Honestly, the only reason we're using the webhook in the first place is because alertmanager doesn't support pagination when querying for alerts/groups. So we're using the webhook to receive all alerts/resolutions and storing them ourselves so we can manually paginate them. Our applications and metrics can generate tens of thousands of alerts which causes requests to alertmanager to sometimes timeout when the payloads are too large.
Your best bet is to turn on debug logs (
--log.level=debug
). How do you know for sure that notifications are missing?

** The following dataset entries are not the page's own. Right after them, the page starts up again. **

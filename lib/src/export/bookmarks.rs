use super::html::{link_line, sanitize_for_html, DOCUMENT_HEADER};
use crate::error::{ExportError, Result};
use serde::Deserialize;
use std::path::Path;

/// A node of Chrome's JSON `Bookmarks` file
#[derive(Debug, Clone, PartialEq, Eq, Deserialize)]
#[serde(tag = "type", rename_all = "lowercase")]
pub enum BookmarkNode {
    Url {
        #[serde(default)]
        name: String,
        url: String,
    },
    Folder {
        #[serde(default)]
        name: String,
        #[serde(default)]
        children: Vec<BookmarkNode>,
    },
    /// Node types this exporter does not know about are skipped
    #[serde(other)]
    Unknown,
}

#[derive(Debug, Deserialize)]
pub struct BookmarkFile {
    pub roots: BookmarkRoots,
}

#[derive(Debug, Deserialize)]
pub struct BookmarkRoots {
    pub bookmark_bar: BookmarkNode,
    pub other: BookmarkNode,
    #[serde(default)]
    pub synced: Option<BookmarkNode>,
}

impl BookmarkFile {
    pub fn parse(json: &str) -> Result<Self> {
        Ok(serde_json::from_str(json)?)
    }

    pub fn load(path: &Path) -> Result<Self> {
        let contents =
            std::fs::read_to_string(path).map_err(|source| ExportError::ReadFailed {
                path: path.to_path_buf(),
                source,
            })?;
        Self::parse(&contents)
    }

    /// Roots in output order: bookmark bar, other, then synced if present
    pub fn roots(&self) -> impl Iterator<Item = &BookmarkNode> {
        [Some(&self.roots.bookmark_bar), Some(&self.roots.other)]
            .into_iter()
            .chain(std::iter::once(self.roots.synced.as_ref()))
            .flatten()
    }
}

fn render_node(node: &BookmarkNode, out: &mut String, links: &mut usize) {
    match node {
        BookmarkNode::Url { name, url } => {
            out.push_str(&link_line(url, name));
            *links += 1;
        }
        BookmarkNode::Folder { name, children } => {
            out.push_str("<dt><h3>");
            out.push_str(&sanitize_for_html(name));
            out.push_str("</h3>\n<dl><p>\n");
            for child in children {
                render_node(child, out, links);
            }
            out.push_str("</dl><p>\n");
        }
        BookmarkNode::Unknown => {}
    }
}

/// Render the bookmark tree, keeping its folder structure; returns the
/// document and the number of links
pub fn render_bookmarks(file: &BookmarkFile) -> (String, usize) {
    let mut doc = String::from(DOCUMENT_HEADER);
    let mut links = 0;
    for root in file.roots() {
        render_node(root, &mut doc, &mut links);
    }
    doc.push_str("</dl><p>\n");
    (doc, links)
}

#[cfg(test)]
mod tests {
    use super::*;

    const SAMPLE: &str = r#"{
        "checksum": "e68417696614de65818e666d48227636",
        "roots": {
            "bookmark_bar": {
                "children": [
                    {
                        "date_added": "13245678900000000",
                        "id": "1",
                        "name": "Google",
                        "type": "url",
                        "url": "https://www.google.com/"
                    },
                    {
                        "children": [
                            {
                                "id": "3",
                                "name": "Rust & Café",
                                "type": "url",
                                "url": "https://www.rust-lang.org/?a=1&b=2"
                            }
                        ],
                        "id": "2",
                        "name": "Dev",
                        "type": "folder"
                    }
                ],
                "id": "1",
                "name": "Bookmarks Bar",
                "type": "folder"
            },
            "other": {
                "children": [
                    { "id": "9", "name": "Mystery", "type": "separator" }
                ],
                "id": "2",
                "name": "Other Bookmarks",
                "type": "folder"
            }
        },
        "version": 1
    }"#;

    #[test]
    fn test_parse_tree() {
        let file = BookmarkFile::parse(SAMPLE).unwrap();
        assert!(file.roots.synced.is_none());
        match &file.roots.bookmark_bar {
            BookmarkNode::Folder { name, children } => {
                assert_eq!(name, "Bookmarks Bar");
                assert_eq!(children.len(), 2);
            }
            other => panic!("expected folder, got {:?}", other),
        }
        match &file.roots.other {
            BookmarkNode::Folder { children, .. } => {
                assert_eq!(children, &vec![BookmarkNode::Unknown]);
            }
            other => panic!("expected folder, got {:?}", other),
        }
    }

    #[test]
    fn test_render_keeps_folders() {
        let file = BookmarkFile::parse(SAMPLE).unwrap();
        let (doc, links) = render_bookmarks(&file);

        assert_eq!(links, 2);
        assert!(doc.starts_with(DOCUMENT_HEADER));
        assert!(doc.ends_with("</dl><p>\n</dl><p>\n"));

        let expected_body = "<dt><h3>Bookmarks Bar</h3>\n<dl><p>\n\
             <dt><a href=\"https://www.google.com/\">Google</a>\n\
             <dt><h3>Dev</h3>\n<dl><p>\n\
             <dt><a href=\"https://www.rust-lang.org/?a=1&amp;b=2\">Rust &amp; Caf&#xe9;</a>\n\
             </dl><p>\n\
             </dl><p>\n\
             <dt><h3>Other Bookmarks</h3>\n<dl><p>\n\
             </dl><p>\n";
        assert!(doc.contains(expected_body), "unexpected body:\n{}", doc);
    }

    #[test]
    fn test_synced_root_renders_last() {
        let json = r#"{"roots": {
            "bookmark_bar": {"type": "folder", "name": "Bar", "children": []},
            "other": {"type": "folder", "name": "Other", "children": []},
            "synced": {"type": "folder", "name": "Mobile", "children": [
                {"type": "url", "name": "Phone", "url": "https://m.example/"}
            ]}
        }}"#;
        let file = BookmarkFile::parse(json).unwrap();
        let (doc, links) = render_bookmarks(&file);
        assert_eq!(links, 1);
        let bar = doc.find("Bar").unwrap();
        let other = doc.find("Other").unwrap();
        let mobile = doc.find("Mobile").unwrap();
        assert!(bar < other && other < mobile);
    }

    #[test]
    fn test_malformed_json_is_error() {
        let result = BookmarkFile::parse("{\"roots\": ");
        assert!(matches!(result, Err(crate::error::ExportError::Json(_))));
    }
}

@simonpasquier I've run debug logs on alertmanager, and can confirm that alerts are received by alertmanager, but not sent to the webhook; email integration does get sent though.
Shouldn't all alerts route to the default route (which is set as the webhook)?
level=debug ts=2020-10-30T18:03:04.334Z caller=dispatch.go:473 component=dispatcher aggrGroup="{}/{alertname=~\"^(?:^(Jesse Logo Showing Alert Name)$)$\",group_id=~\"^(?:2223-4343-34333)$\",tenant_name=~\"^(?:^(test)$)$\"}:{alertname=\"Jesse Logo Showing Alert Name\", group_id=\"2223-4343-34333\", rule_stack=\"dev\", rule_tenant=\"test\", stack_name=\"dev\", tenant_id=\"1\", tenant_name=\"test\", uid=\"TEST-UNIT-001\"}" msg=flushing alerts="[Jesse Logo Showing Alert Name[d34154b][active]]"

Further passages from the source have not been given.